一般社団法人日本公認不正検査士協会:理事長 藤沼 亜起 (ふじぬま つぐおき)
令和2年の新春を迎え、謹んでご挨拶を申し上げます。
会員の皆様方におかれましては、平素より一般社団法人日本公認不正検査士協会の活動にご理解とご協力を賜り、誠にありがとうございます。心より御礼申し上げます。
昨年は 30 年続いた「平成」の時代から、「令和」の時代へと御代替わりとなった、私たち日本人にとっては節目の年となった年でありました。新たな元号となった「令和」は、万葉集からの出典だといいます。
「時に、新春の令月にして、気淑よく風和ぐ。梅は鏡前の粉を披き、蘭珮はい後の香を薫らす」
万葉学者として名高い中西進氏はこれを次のように現代語訳されています。
「時あたかも新春の好き月、空気は美しく風やわらかに、梅は美女の鏡の前に装う白粉のごとく白く咲き、蘭は身を飾った香の如きかおりをただよわせている」
つまり「令」は良き、「和」はやわらか、を意味しています。繊細な情感の世界を感じます。1200 年余り前に編纂された万葉集は、天皇から貴族、農民に至るまでの、様々な階層の人々の歌を集めた歌集だといいます。悠久の歴史と世界に誇るべき日本の文化を感じずにはいられません。

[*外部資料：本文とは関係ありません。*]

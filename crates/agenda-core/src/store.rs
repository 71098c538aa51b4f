//! The `ContactStore` trait and its supporting types.
//!
//! The trait is implemented by storage backends (e.g. `agenda-store-sqlite`).
//! The resource operations and the HTTP layer depend on this abstraction, not
//! on any concrete backend.

use std::future::Future;

use crate::{
  contact::{Contact, ContactChanges, NewContact},
  page::{Page, PageRequest},
};

/// A column carrying a uniqueness constraint.
#[derive(Debug, Clone, Copy, PartialEq, Eq, Hash)]
pub enum UniqueField {
  Email,
  Cpf,
}

impl UniqueField {
  /// The field name as it appears in payloads and in the table.
  pub fn as_str(self) -> &'static str {
    match self {
      Self::Email => "email",
      Self::Cpf => "cpf",
    }
  }
}

/// Errors a backend may surface.
///
/// Backends must enforce uniqueness of `email` and `cpf` at write time and
/// report a violation through [`StoreError::unique_violation`], so that a
/// write racing past the pre-check is still reported as a duplicate.
pub trait StoreError: std::error::Error + Send + Sync + 'static {
  fn unique_violation(&self) -> Option<UniqueField>;
}

/// Abstraction over the contact persistence collaborator.
///
/// Every method is a single atomic unit against the backing store.
/// All methods return `Send` futures so the trait can be used in multi-threaded
/// async runtimes (e.g. tokio with `axum`).
pub trait ContactStore: Send + Sync {
  type Error: StoreError;

  /// Persist a new contact, assigning `id` and both timestamps.
  fn insert(
    &self,
    input: NewContact,
  ) -> impl Future<Output = Result<Contact, Self::Error>> + Send + '_;

  /// Apply `changes` to the contact with `id` and bump `updated_at`.
  /// Returns `None` if no such contact exists.
  fn update_by_id(
    &self,
    id: i64,
    changes: ContactChanges,
  ) -> impl Future<Output = Result<Option<Contact>, Self::Error>> + Send + '_;

  /// Permanently remove a contact. Returns `false` if it did not exist.
  fn delete_by_id(
    &self,
    id: i64,
  ) -> impl Future<Output = Result<bool, Self::Error>> + Send + '_;

  /// Retrieve a contact by id. Returns `None` if not found.
  fn find_by_id(
    &self,
    id: i64,
  ) -> impl Future<Output = Result<Option<Contact>, Self::Error>> + Send + '_;

  /// One page of contacts ordered by descending `id` (newest first).
  fn list_page_descending(
    &self,
    request: PageRequest,
  ) -> impl Future<Output = Result<Page<Contact>, Self::Error>> + Send + '_;

  /// Whether some contact other than `excluding` already holds `value` in
  /// `field`. `value` is compared in its stored form.
  fn is_taken<'a>(
    &'a self,
    field: UniqueField,
    value: &'a str,
    excluding: Option<i64>,
  ) -> impl Future<Output = Result<bool, Self::Error>> + Send + 'a;
}
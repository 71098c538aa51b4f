//! SQLite backend for the agenda contact store.
//!
//! Wraps [`tokio_rusqlite`] so all database access runs on a dedicated thread
//! without blocking the async runtime.

mod encode;
mod schema;
mod store;

pub mod error;

pub use error::{Error, Result};
pub use store::SqliteStore;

その誇るべき文化を持つはずの日本で、不正や不祥事が止まりません。昨年も多くの一流企業や官公庁の不祥事や不正事件がメディアを賑わせました。止むことを知らない不正事件を目の当たりにして、わたしども日本公認不正検査士協会が果たすべき役割をあらためて認識しています。

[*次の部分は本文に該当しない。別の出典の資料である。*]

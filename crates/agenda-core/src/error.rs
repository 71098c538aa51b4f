//! Error types for `agenda-core`.

use thiserror::Error;

use crate::validate::ValidationErrors;

#[derive(Debug, Error)]
pub enum Error {
  /// One or more fields failed a constraint. Nothing was written.
  #[error("validation failed: {0}")]
  Validation(ValidationErrors),

  #[error("contact not found: {0}")]
  NotFound(i64),

  #[error("store error: {0}")]
  Store(#[source] Box<dyn std::error::Error + Send + Sync>),
}

pub type Result<T, E = Error> = std::result::Result<T, E>;
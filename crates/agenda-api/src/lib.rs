//! JSON REST API for agenda contacts.
//!
//! Exposes an axum [`Router`] backed by any [`agenda_core::store::ContactStore`].
//! Transport concerns (tracing layers, TLS, listeners) are the caller's
//! responsibility.
//!
//! # Mounting
//!
//! ```rust,ignore
//! .nest("/api", agenda_api::api_router(store.clone()))
//! ```

pub mod contacts;
pub mod error;

use std::sync::Arc;

use agenda_core::store::ContactStore;
use axum::{Router, routing::get};

pub use error::ApiError;

/// Build a fully-materialised API router for `store`.
///
/// The returned `Router<()>` can be nested into any parent router regardless
/// of its own state type.
pub fn api_router<S>(store: Arc<S>) -> Router<()>
where
  S: ContactStore + 'static,
{
  Router::new()
    .route("/contacts", get(contacts::list::<S>).post(contacts::create::<S>))
    .route(
      "/contacts/{id}",
      get(contacts::show::<S>)
        .put(contacts::update::<S>)
        .patch(contacts::update::<S>)
        .delete(contacts::destroy::<S>),
    )
    .with_state(store)
}

// ─── Integration tests ────────────────────────────────────────────────────────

ACFE が不正対策の専門家に認定している CFE (公認不正検査士) 資格の取得者は、日本国内だけでも昨年末の時点で 1,410 人となりました。公認不正検査士は、不正の発見や未然防止・抑止に関して重要な役割を担っています。これからもなくなることはないであろう不祥事や不正事件に対して、第一線で対峙する公認不正検査士は、まだまだ不足していると思います。
わたしども日本公認不正検査士協会では、今後もさらに有資格者を輩出していくと同時に、日本の市場にあわせた不正対策教育の実践プログラムを開発しなければならないと感じております。
また、企業内において、組織を挙げて不正対策に取り組む土壌や風土を醸成する環境づくりや同業者によるネットワークの構築も重要だと思っております。
お蔭様で、日本公認不正検査士協会は 2005 年の活動開始以来、今年で 15 年目を迎えます。会員も 2,150 人を超え、徐々に認知度も高まってきました。日本公認会計士協会が不正対策の重要性を提言している中、私たちの役割もより重要になっていくと思われます。今後も会員の皆様のお役に立てる協会づくりを目指してまいりますので、引き続きご支援ご協力を賜りますよう、よろしくお願い申し上げます。
末筆ながら、会員皆様方のますますのご多幸とご発展をお祈り申し上げまして、年頭の挨拶とさせていただきます。
ACFE JAPAN 理事長
公認不正検査士 (CFE)、公認会計士
国際会計士連盟 (IFAC) 会長 (2000-2002)、日本公認会計士協会 会長 (2004-2007)、IFRS 財団 評議員会 (Trustees) 副議長などを歴任。